Huzursuz bakışları Shiro’ya kaydı- ve bunun sebebi bir [Onaylama] istemesiydi.
“…Izuna-tan…Nii’ye… İnan…”
Izuna’nın bilmemesi normaldi. Bu sadece… Shiro’nun bilebileceği bir şeydi.
Nii-Sora- [Söz] kelimesini kullandığında.
[On Kural] bile hükmünü yitirirdi- Bu kelime mutlak bir yemin anlamına gelirdi.
Ama-
“…Nii… kesinlikle geri adım… atmayacak…”
Shiro’nun onayını duyunca ona bir kere daha baktı.
Izuna kafasını okşayan eli- kokladı.
Ve sonra- göz yaşlarını sildi ve “…Mm, size inanıyorum, lütfen.” Dedi.
“Pekâlâ, birisi bana inanıyor, lütfen.”
Sora şakalaşmaya başladı, Steph uzaktan izliyordu.
Jibril yanında durdu.
“Üzgünüm, Dora-chan, çok ileri gittim.”
“…Ne?”
“Nasıl tepki vereceğini merak ediyordum bu yüzden karşı koyamadım… Ama Dora-chan haklı.”
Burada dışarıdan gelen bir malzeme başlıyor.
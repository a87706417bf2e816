// src/crates/callsite-expr/src/addressable.rs
//
// Addressability analysis: which storage, if any, backs an expression used as
// a value-type receiver or a by-reference argument.

use crate::ast::{Expr, ExprKind, ParamExpr};
use callsite_identity::FieldId;
use callsite_sema::{CompilationDb, ConstantValue, TypeId};

/// Where an expression's value lives.
///
/// Derived per compilation and never stored. `None` means the value is a
/// temporary copy: mutation through it is discarded and nothing is written back.
#[derive(Debug, Clone)]
pub enum AddressableLocation<'e> {
    Parameter(&'e ParamExpr),
    Field {
        owner: FieldOwner<'e>,
        field: FieldId,
        /// Instance slot of the field within its owner
        slot: usize,
        /// Read-only fields are backed by a per-invocation copy
        readonly: bool,
    },
    StaticField {
        field: FieldId,
        /// Closed declaring type; statics of generic types are per instantiation
        declaring: TypeId,
        /// Literal fields have no storage; they evaluate to this value
        constant: Option<&'e ConstantValue>,
    },
    ArrayElement {
        array: &'e Expr,
        indices: &'e [Expr],
    },
    Unboxed {
        boxed: &'e Expr,
        ty: TypeId,
    },
    /// Not addressable; the wrapped expression is evaluated into a temporary
    None(&'e Expr),
}

/// How a field's owner is reached.
#[derive(Debug, Clone)]
pub enum FieldOwner<'e> {
    /// Reference-typed owner: the field lives in the heap object the
    /// expression evaluates to
    Heap(&'e Expr),
    /// Value-typed owner: the field lives inside the owner's own storage, so
    /// writes persist exactly as far as the owner's location allows
    Inline(Box<AddressableLocation<'e>>),
}

impl AddressableLocation<'_> {
    /// Whether writes through this location are observable after the call.
    pub fn is_addressable(&self) -> bool {
        !matches!(self, AddressableLocation::None(_))
    }
}

/// Classify an expression. Total: unrecognized shapes are `None`.
pub fn classify<'e>(db: &'e CompilationDb, expr: &'e Expr) -> AddressableLocation<'e> {
    match &expr.kind {
        ExprKind::Parameter(param) => AddressableLocation::Parameter(param),
        ExprKind::Field {
            owner,
            field,
            declaring,
        } => {
            let def = db.field(*field);
            match (owner, def.slot) {
                (None, _) => AddressableLocation::StaticField {
                    field: *field,
                    declaring: *declaring,
                    constant: def.constant.as_ref(),
                },
                (Some(owner), Some(slot)) => {
                    let owner = if db.types.is_value_type(owner.ty) {
                        FieldOwner::Inline(Box::new(classify(db, owner)))
                    } else {
                        FieldOwner::Heap(owner)
                    };
                    AddressableLocation::Field {
                        owner,
                        field: *field,
                        slot,
                        readonly: def.is_readonly,
                    }
                }
                // static field reached through an owner; the factory rejects this
                (Some(_), None) => AddressableLocation::None(expr),
            }
        }
        ExprKind::ArrayIndex { array, indices, .. } => AddressableLocation::ArrayElement {
            array,
            indices,
        },
        ExprKind::Unbox(boxed) => AddressableLocation::Unboxed {
            boxed,
            ty: expr.ty,
        },
        // Getter results are copies, indexers included.
        ExprKind::Property { .. }
        | ExprKind::Constant(_)
        | ExprKind::Call(_)
        | ExprKind::Block(_) => AddressableLocation::None(expr),
    }
}

#[cfg(test)]
mod tests {
    use super::*;
    use crate::factory::ExprFactory;
    use callsite_sema::{FieldKind, TypeDefKind};

    struct Setup {
        db: CompilationDb,
        point_ty: TypeId,
        holder_ty: TypeId,
        x: FieldId,
        frozen: FieldId,
        inner: FieldId,
        shared: FieldId,
        limit: FieldId,
    }

    fn setup() -> Setup {
        let mut db = CompilationDb::new();
        let point = db.define_type("Point", TypeDefKind::Struct, &[]);
        let point_ty = db.self_type(point);
        let x = db.define_field(point, "x", TypeId::I32, FieldKind::Instance);
        let frozen = db.define_field(point, "frozen", TypeId::I32, FieldKind::ReadOnly);
        let holder = db.define_type("Holder", TypeDefKind::Class, &[]);
        let holder_ty = db.self_type(holder);
        let inner = db.define_field(holder, "inner", point_ty, FieldKind::Instance);
        let shared = db.define_field(holder, "shared", point_ty, FieldKind::Static);
        let limit = db.define_field(
            holder,
            "Limit",
            TypeId::I32,
            FieldKind::Const(ConstantValue::I32(7)),
        );
        Setup {
            db,
            point_ty,
            holder_ty,
            x,
            frozen,
            inner,
            shared,
            limit,
        }
    }

    #[test]
    fn parameters_are_addressable() {
        let mut s = setup();
        let mut f = ExprFactory::new(&mut s.db);
        let p = f.parameter(s.point_ty, Some("p"));
        assert!(matches!(
            classify(&s.db, &p),
            AddressableLocation::Parameter(param) if param.name.as_deref() == Some("p")
        ));
    }

    #[test]
    fn field_chains_follow_owner_storage() {
        let mut s = setup();
        let mut f = ExprFactory::new(&mut s.db);
        let holder = f.parameter(s.holder_ty, Some("h"));
        let inner = f.field(Some(holder), s.inner).unwrap();
        let x = f.field(Some(inner), s.x).unwrap();

        let loc = classify(&s.db, &x);
        let AddressableLocation::Field {
            owner: FieldOwner::Inline(owner),
            readonly: false,
            ..
        } = &loc
        else {
            panic!("expected inline field, got {loc:?}");
        };
        assert!(matches!(
            owner.as_ref(),
            AddressableLocation::Field {
                owner: FieldOwner::Heap(_),
                ..
            }
        ));
    }

    #[test]
    fn readonly_fields_are_flagged() {
        let mut s = setup();
        let mut f = ExprFactory::new(&mut s.db);
        let p = f.parameter(s.point_ty, None);
        let frozen = f.field(Some(p), s.frozen).unwrap();
        assert!(matches!(
            classify(&s.db, &frozen),
            AddressableLocation::Field { readonly: true, .. }
        ));
    }

    #[test]
    fn static_fields_have_fixed_storage() {
        let mut s = setup();
        let mut f = ExprFactory::new(&mut s.db);
        let shared = f.static_field(s.holder_ty, s.shared).unwrap();
        assert!(matches!(
            classify(&s.db, &shared),
            AddressableLocation::StaticField { constant: None, .. }
        ));
    }

    #[test]
    fn literal_statics_carry_their_constant() {
        let mut s = setup();
        let mut f = ExprFactory::new(&mut s.db);
        let limit = f.static_field(s.holder_ty, s.limit).unwrap();
        let loc = classify(&s.db, &limit);
        assert!(matches!(
            loc,
            AddressableLocation::StaticField {
                constant: Some(ConstantValue::I32(7)),
                ..
            }
        ));
    }

    #[test]
    fn constants_and_calls_are_temporaries() {
        let mut s = setup();
        let mut f = ExprFactory::new(&mut s.db);
        let c = f.constant(ConstantValue::I32(5));
        let loc = classify(&s.db, &c);
        assert!(!loc.is_addressable());
    }
}
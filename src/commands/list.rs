// src/commands/list.rs

use std::process::ExitCode;

use crate::fixtures::Fixtures;
use crate::scenarios::{Scenario, render_values};

pub fn list_scenarios() -> ExitCode {
    // Expected values only need type names, which any fixture runtime can render.
    let rt = Fixtures::new().into_runtime();
    let width = Scenario::ALL
        .iter()
        .map(|s| s.name().len())
        .max()
        .unwrap_or(0);
    for scenario in Scenario::ALL {
        println!(
            "{:width$}  {}",
            scenario.name(),
            render_values(&rt, &scenario.expected()),
        );
    }
    ExitCode::SUCCESS
}
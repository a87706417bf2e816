// src/crates/callsite-sema/src/errors/mod.rs
//! Expression and call construction errors (E21xx).
//!
//! Every failure is raised synchronously while a call is being built; none is
//! deferred to invocation time. `ArgumentNull` and `ArgumentInvalid` always name
//! the logical slot that was at fault.

#![allow(unused_assignments)] // False positives from thiserror derive

use std::fmt;

use miette::Diagnostic;
use thiserror::Error;

/// The logical argument slot a construction failure is attributed to.
#[derive(Debug, Clone, Copy, PartialEq, Eq, Hash)]
pub enum Slot {
    Method,
    Instance,
    Type,
    MethodName,
    Arguments,
    TypeArguments,
    /// Operand of a member access or unbox
    Expression,
    Array,
    Indexes,
    /// Positional argument `argN`
    Arg(usize),
}

impl fmt::Display for Slot {
    fn fmt(&self, f: &mut fmt::Formatter<'_>) -> fmt::Result {
        match self {
            Slot::Method => f.write_str("method"),
            Slot::Instance => f.write_str("instance"),
            Slot::Type => f.write_str("type"),
            Slot::MethodName => f.write_str("methodName"),
            Slot::Arguments => f.write_str("arguments"),
            Slot::TypeArguments => f.write_str("typeArguments"),
            Slot::Expression => f.write_str("expression"),
            Slot::Array => f.write_str("array"),
            Slot::Indexes => f.write_str("indexes"),
            Slot::Arg(i) => write!(f, "arg{i}"),
        }
    }
}

/// Why a present value was rejected.
#[derive(Error, Debug, Clone, PartialEq, Eq)]
pub enum InvalidReason {
    #[error("method '{method}' contains unbound generic parameters")]
    OpenGenericMethod { method: String },

    #[error("static method '{method}' requires a null instance")]
    StaticWithInstance { method: String },

    #[error("instance method '{method}' requires a non-null instance")]
    InstanceWithoutReceiver { method: String },

    #[error("method '{method}' is not defined for an instance of type '{found}'")]
    ReceiverTypeMismatch { method: String, found: String },

    #[error("incorrect number of arguments for '{method}': expected {expected}, found {found}")]
    ArgumentCount {
        method: String,
        expected: usize,
        found: usize,
    },

    #[error("incorrect number of indexes: expected {expected}, found {found}")]
    IndexCount { expected: usize, found: usize },

    #[error("expression is write-only and cannot be read")]
    NotReadable,

    #[error("expression of type '{found}' cannot be used for parameter of type '{expected}'")]
    TypeMismatch { expected: String, found: String },

    #[error("'{member}' is static and cannot be accessed through an instance")]
    StaticMemberWithOwner { member: String },

    #[error("'{member}' is an instance member and requires an owner expression")]
    MissingOwner { member: String },

    #[error("expression of type '{found}' cannot be used here; expected {expected}")]
    UnexpectedOperand { expected: &'static str, found: String },
}

#[derive(Error, Debug, Diagnostic, Clone, PartialEq, Eq)]
pub enum CallError {
    #[error("value cannot be null (parameter '{slot}')")]
    #[diagnostic(code(E2101))]
    ArgumentNull { slot: Slot },

    #[error("{reason} (parameter '{slot}')")]
    #[diagnostic(code(E2102))]
    ArgumentInvalid { slot: Slot, reason: InvalidReason },

    #[error("no method '{name}' on type '{type_name}' is compatible with the supplied arguments")]
    #[diagnostic(
        code(E2103),
        help("check the method name, the static/instance form, the type-argument count and the argument types; ambiguous matches are reported the same way")
    )]
    MethodNotFound { name: String, type_name: String },

    #[error("'{name}' is not a member of type '{type_name}'")]
    #[diagnostic(code(E2105))]
    MemberNotFound { name: String, type_name: String },

    #[error(
        "type '{type_name}' violates the constraint '{constraint}' of type parameter '{param}' of method '{method}'"
    )]
    #[diagnostic(code(E2104))]
    ConstraintViolation {
        method: String,
        param: String,
        type_name: String,
        constraint: String,
    },
}

impl CallError {
    pub fn null(slot: Slot) -> Self {
        CallError::ArgumentNull { slot }
    }

    pub fn invalid(slot: Slot, reason: InvalidReason) -> Self {
        CallError::ArgumentInvalid { slot, reason }
    }

    /// The slot named by `ArgumentNull`/`ArgumentInvalid` failures.
    pub fn slot(&self) -> Option<Slot> {
        match self {
            CallError::ArgumentNull { slot } | CallError::ArgumentInvalid { slot, .. } => {
                Some(*slot)
            }
            CallError::MethodNotFound { .. }
            | CallError::MemberNotFound { .. }
            | CallError::ConstraintViolation { .. } => None,
        }
    }

    pub fn is_argument_null(&self) -> bool {
        matches!(self, CallError::ArgumentNull { .. })
    }

    pub fn is_argument_invalid(&self) -> bool {
        matches!(self, CallError::ArgumentInvalid { .. })
    }
}
// src/errors/report.rs
//! Rendering utilities for miette diagnostics.

use miette::{Diagnostic, GraphicalReportHandler, GraphicalTheme, ThemeCharacters, ThemeStyles};
use std::io::Write as IoWrite;

use crate::cli::ColorMode;

/// Handler for terminal output (unicode, colors unless disabled).
pub fn terminal_handler(color: ColorMode) -> GraphicalReportHandler {
    let styles = match color {
        ColorMode::Never => ThemeStyles::none(),
        ColorMode::Auto | ColorMode::Always => ThemeStyles::ansi(),
    };
    GraphicalReportHandler::new_themed(GraphicalTheme {
        characters: ThemeCharacters::unicode(),
        styles,
    })
}

/// Handler for plain output (ascii, no colors).
pub fn plain_handler() -> GraphicalReportHandler {
    GraphicalReportHandler::new_themed(GraphicalTheme {
        characters: ThemeCharacters::ascii(),
        styles: ThemeStyles::none(),
    })
}

pub fn render_to_stderr(report: &dyn Diagnostic, color: ColorMode) {
    let handler = terminal_handler(color);
    let mut output = String::new();
    if handler.render_report(&mut output, report).is_ok() {
        eprint!("{}", output);
    }
}

/// Render without colors (for tests).
pub fn render_to_string(report: &dyn Diagnostic) -> String {
    let mut output = String::new();
    let _ = plain_handler().render_report(&mut output, report);
    output
}

pub fn render_to_writer<W: IoWrite>(report: &dyn Diagnostic, mut writer: W) -> std::io::Result<()> {
    writer.write_all(render_to_string(report).as_bytes())
}

#[cfg(test)]
mod tests {
    use super::*;
    use crate::errors::ScenarioError;
    use callsite_runtime::RuntimeError;
    use callsite_sema::{CallError, Slot};

    #[test]
    fn render_construction_error_with_code() {
        let err = ScenarioError::from(CallError::null(Slot::Method));
        let output = render_to_string(&err);
        assert!(output.contains("E2101"), "should contain error code: {output}");
        assert!(output.contains("parameter 'method'"));
    }

    #[test]
    fn render_runtime_error() {
        let err = ScenarioError::from(RuntimeError::failed("Methods.Throw", "boom"));
        let output = render_to_string(&err);
        assert!(output.contains("E5006"));
        assert!(output.contains("Methods.Throw failed: boom"));
    }

    #[test]
    fn render_with_help() {
        let err = ScenarioError::UnknownScenario {
            name: "nope".to_string(),
        };
        let output = render_to_string(&err);
        assert!(output.contains("unknown scenario 'nope'"));
        assert!(output.contains("callsite list"));
    }

    #[test]
    fn render_to_writer_matches_string() {
        let err = ScenarioError::UnknownScenario {
            name: "x".to_string(),
        };
        let mut buffer = Vec::new();
        render_to_writer(&err, &mut buffer).unwrap();
        assert_eq!(String::from_utf8(buffer).unwrap(), render_to_string(&err));
    }
}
-Aşırı meraklı birinin konuştuğu biri dili çıkacak gibi görünüyordu.
Ve Steph ona baktığında Jibril ciddiyetle şöyle devam etti:
“Ustalarım şüphesiz bu dünyayı değiştirecek.”
Ama yöntem- Jibril devam etti:
“Ama bilinen hiçbir yöntemle bu yapılamaz.”
“…”
İmparatoriçeyi uyandırmanın yoluyla ilgili-
Steph Sora’nın sözlerini yarım dinlemişti.
…Miko ve Jibril’in sözlerini duyduğunda- [Birşeyler Doğru değil] diye hissetti.
Neden böyle hissettiğini anlamaya çalışıyordu- önünde dikilen iki kişiye baktığında nihayet anladı.
Sora… Shiro… ikisi de…
Onlar alışılmış yöntemleri kullanmazdı.
[Mantık] gibi şeylerle dalga geçer ve gülerlerdi.
[Sağduyuyu] parçalarlar ve görmezden gelirlerdi.
İkisi- [Herhangi bir ölüm ya da kan dökülmeden tüm ırklara hükmetmek istediklerini] söylemişlerdi.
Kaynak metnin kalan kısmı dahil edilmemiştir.